Directions:
The expected output is the data below, restated word for word.

Stored records:
□ □ □ □ □ □ □
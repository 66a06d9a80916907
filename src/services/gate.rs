use crate::services::error::{EngineError, EngineResult};
use crate::services::platform::{GuildId, Platform, UserId};
use crate::services::store::StateStore;
use serde::{Deserialize, Serialize};
use std::collections::{BTreeSet, HashSet};
use std::sync::Arc;
use tracing::{info, warn};

/// Guilds in which the bot has been suspended by an owner.
#[derive(Debug, Clone, Default, Serialize, Deserialize, PartialEq, Eq)]
#[serde(default)]
pub struct StopFlags {
    pub suspended: BTreeSet<GuildId>,
}

/// Ordered from least to most privileged.
#[derive(Debug, Clone, Copy, PartialEq, Eq, PartialOrd, Ord)]
pub enum Access {
    Member,
    Staff,
    Administrator,
    Owner,
}

impl Access {
    fn describe(&self) -> &'static str {
        match self {
            Access::Member => "a member",
            Access::Staff => "staff",
            Access::Administrator => "an administrator",
            Access::Owner => "a bot owner",
        }
    }
}

/// Cross-cutting permission checks consulted before every mutating operation.
pub struct AuthorizationGate {
    store: Arc<StateStore>,
    platform: Arc<dyn Platform>,
    owner_ids: HashSet<UserId>,
}

impl AuthorizationGate {
    pub fn new(store: Arc<StateStore>, platform: Arc<dyn Platform>, owner_ids: HashSet<UserId>) -> Self {
        Self {
            store,
            platform,
            owner_ids,
        }
    }

    pub fn is_owner(&self, user_id: UserId) -> bool {
        self.owner_ids.contains(&user_id)
    }

    /// Resolves the highest access level the user holds in the guild.
    /// Lookup failures degrade to the level established so far.
    pub async fn access_level(&self, guild_id: GuildId, user_id: UserId) -> Access {
        if self.is_owner(user_id) {
            return Access::Owner;
        }

        match self.platform.is_administrator(guild_id, user_id).await {
            Ok(true) => return Access::Administrator,
            Ok(false) => {}
            Err(e) => warn!(
                "Failed to resolve permissions of {} in guild {}: {}",
                user_id, guild_id, e
            ),
        }

        let staff_roles = self
            .store
            .guilds
            .read(|g| g.get(guild_id).map(|s| s.staff_role_ids.clone()).unwrap_or_default())
            .await;
        if staff_roles.is_empty() {
            return Access::Member;
        }

        match self.platform.member_roles(guild_id, user_id).await {
            Ok(roles) if roles.iter().any(|r| staff_roles.contains(r)) => Access::Staff,
            Ok(_) => Access::Member,
            Err(e) => {
                warn!("Failed to fetch roles of {} in guild {}: {}", user_id, guild_id, e);
                Access::Member
            }
        }
    }

    pub async fn is_suspended(&self, guild_id: GuildId) -> bool {
        self.store
            .stop_flags
            .read(|f| f.suspended.contains(&guild_id))
            .await
    }

    /// Rejects actor-initiated mutations in a suspended guild.
    pub async fn ensure_active(&self, guild_id: GuildId) -> EngineResult<()> {
        if self.is_suspended(guild_id).await {
            return Err(EngineError::Suspended);
        }
        Ok(())
    }

    /// Requires the guild to be active and the actor to hold at least `min`.
    pub async fn require(&self, guild_id: GuildId, actor_id: UserId, min: Access) -> EngineResult<Access> {
        self.ensure_active(guild_id).await?;
        self.require_level(guild_id, actor_id, min).await
    }

    async fn require_level(&self, guild_id: GuildId, actor_id: UserId, min: Access) -> EngineResult<Access> {
        let level = self.access_level(guild_id, actor_id).await;
        if level < min {
            return Err(EngineError::Unauthorized(min.describe().to_string()));
        }
        Ok(level)
    }

    pub async fn suspend(&self, guild_id: GuildId, actor_id: UserId) -> EngineResult<bool> {
        self.require_level(guild_id, actor_id, Access::Owner).await?;
        let changed = self
            .store
            .stop_flags
            .update(|f| f.suspended.insert(guild_id))
            .await?;
        info!("Guild {} suspended by {}", guild_id, actor_id);
        Ok(changed)
    }

    pub async fn resume(&self, guild_id: GuildId, actor_id: UserId) -> EngineResult<bool> {
        self.require_level(guild_id, actor_id, Access::Owner).await?;
        let changed = self
            .store
            .stop_flags
            .update(|f| f.suspended.remove(&guild_id))
            .await?;
        info!("Guild {} resumed by {}", guild_id, actor_id);
        Ok(changed)
    }
}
□ □ □ □ □ □ □
Response to this task:
repository 66a06d9a80916907
filename src/services/gate.rs
use crate::services::error::{EngineError, EngineResult};
use crate::services::platform::{GuildId, Platform, UserId};
use crate::services::store::StateStore;
use serde::{Deserialize, Serialize};
use std::collections::{BTreeSet, HashSet};
use std::sync::Arc;
use tracing::{info, warn};

/// Guilds in which the bot has been suspended by an owner.
#[derive(Debug, Clone, Default, Serialize, Deserialize, PartialEq, Eq)]
#[serde(default)]
pub struct StopFlags {
    pub suspended: BTreeSet<GuildId>,
}

/// Ordered from least to most privileged.
#[derive(Debug, Clone, Copy, PartialEq, Eq, PartialOrd, Ord)]
pub enum Access {
    Member,
    Staff,
    Administrator,
    Owner,
}

impl Access {
    fn describe(&self) -> &'static str {
        match self {
            Access::Member => "a member",
            Access::Staff => "staff",
            Access::Administrator => "an administrator",
            Access::Owner => "a bot owner",
        }
    }
}

/// Cross-cutting permission checks consulted before every mutating operation.
pub struct AuthorizationGate {
    store: Arc<StateStore>,
    platform: Arc<dyn Platform>,
    owner_ids: HashSet<UserId>,
}

impl AuthorizationGate {
    pub fn new(store: Arc<StateStore>, platform: Arc<dyn Platform>, owner_ids: HashSet<UserId>) -> Self {
        Self {
            store,
            platform,
            owner_ids,
        }
    }

    pub fn is_owner(&self, user_id: UserId) -> bool {
        self.owner_ids.contains(&user_id)
    }

    /// Resolves the highest access level the user holds in the guild.
    /// Lookup failures degrade to the level established so far.
    pub async fn access_level(&self, guild_id: GuildId, user_id: UserId) -> Access {
        if self.is_owner(user_id) {
            return Access::Owner;
        }

        match self.platform.is_administrator(guild_id, user_id).await {
            Ok(true) => return Access::Administrator,
            Ok(false) => {}
            Err(e) => warn!(
                "Failed to resolve permissions of {} in guild {}: {}",
                user_id, guild_id, e
            ),
        }

        let staff_roles = self
            .store
            .guilds
            .read(|g| g.get(guild_id).map(|s| s.staff_role_ids.clone()).unwrap_or_default())
            .await;
        if staff_roles.is_empty() {
            return Access::Member;
        }

        match self.platform.member_roles(guild_id, user_id).await {
            Ok(roles) if roles.iter().any(|r| staff_roles.contains(r)) => Access::Staff,
            Ok(_) => Access::Member,
            Err(e) => {
                warn!("Failed to fetch roles of {} in guild {}: {}", user_id, guild_id, e);
                Access::Member
            }
        }
    }

    pub async fn is_suspended(&self, guild_id: GuildId) -> bool {
        self.store
            .stop_flags
            .read(|f| f.suspended.contains(&guild_id))
            .await
    }

    /// Rejects actor-initiated mutations in a suspended guild.
    pub async fn ensure_active(&self, guild_id: GuildId) -> EngineResult<()> {
        if self.is_suspended(guild_id).await {
            return Err(EngineError::Suspended);
        }
        Ok(())
    }

    /// Requires the guild to be active and the actor to hold at least `min`.
    pub async fn require(&self, guild_id: GuildId, actor_id: UserId, min: Access) -> EngineResult<Access> {
        self.ensure_active(guild_id).await?;
        self.require_level(guild_id, actor_id, min).await
    }

    async fn require_level(&self, guild_id: GuildId, actor_id: UserId, min: Access) -> EngineResult<Access> {
        let level = self.access_level(guild_id, actor_id).await;
        if level < min {
            return Err(EngineError::Unauthorized(min.describe().to_string()));
        }
        Ok(level)
    }

    pub async fn suspend(&self, guild_id: GuildId, actor_id: UserId) -> EngineResult<bool> {
        self.require_level(guild_id, actor_id, Access::Owner).await?;
        let changed = self
            .store
            .stop_flags
            .update(|f| f.suspended.insert(guild_id))
            .await?;
        info!("Guild {} suspended by {}", guild_id, actor_id);
        Ok(changed)
    }

    pub async fn resume(&self, guild_id: GuildId, actor_id: UserId) -> EngineResult<bool> {
        self.require_level(guild_id, actor_id, Access::Owner).await?;
        let changed = self
            .store
            .stop_flags
            .update(|f| f.suspended.remove(&guild_id))
            .await?;
        info!("Guild {} resumed by {}", guild_id, actor_id);
        Ok(changed)
    }
}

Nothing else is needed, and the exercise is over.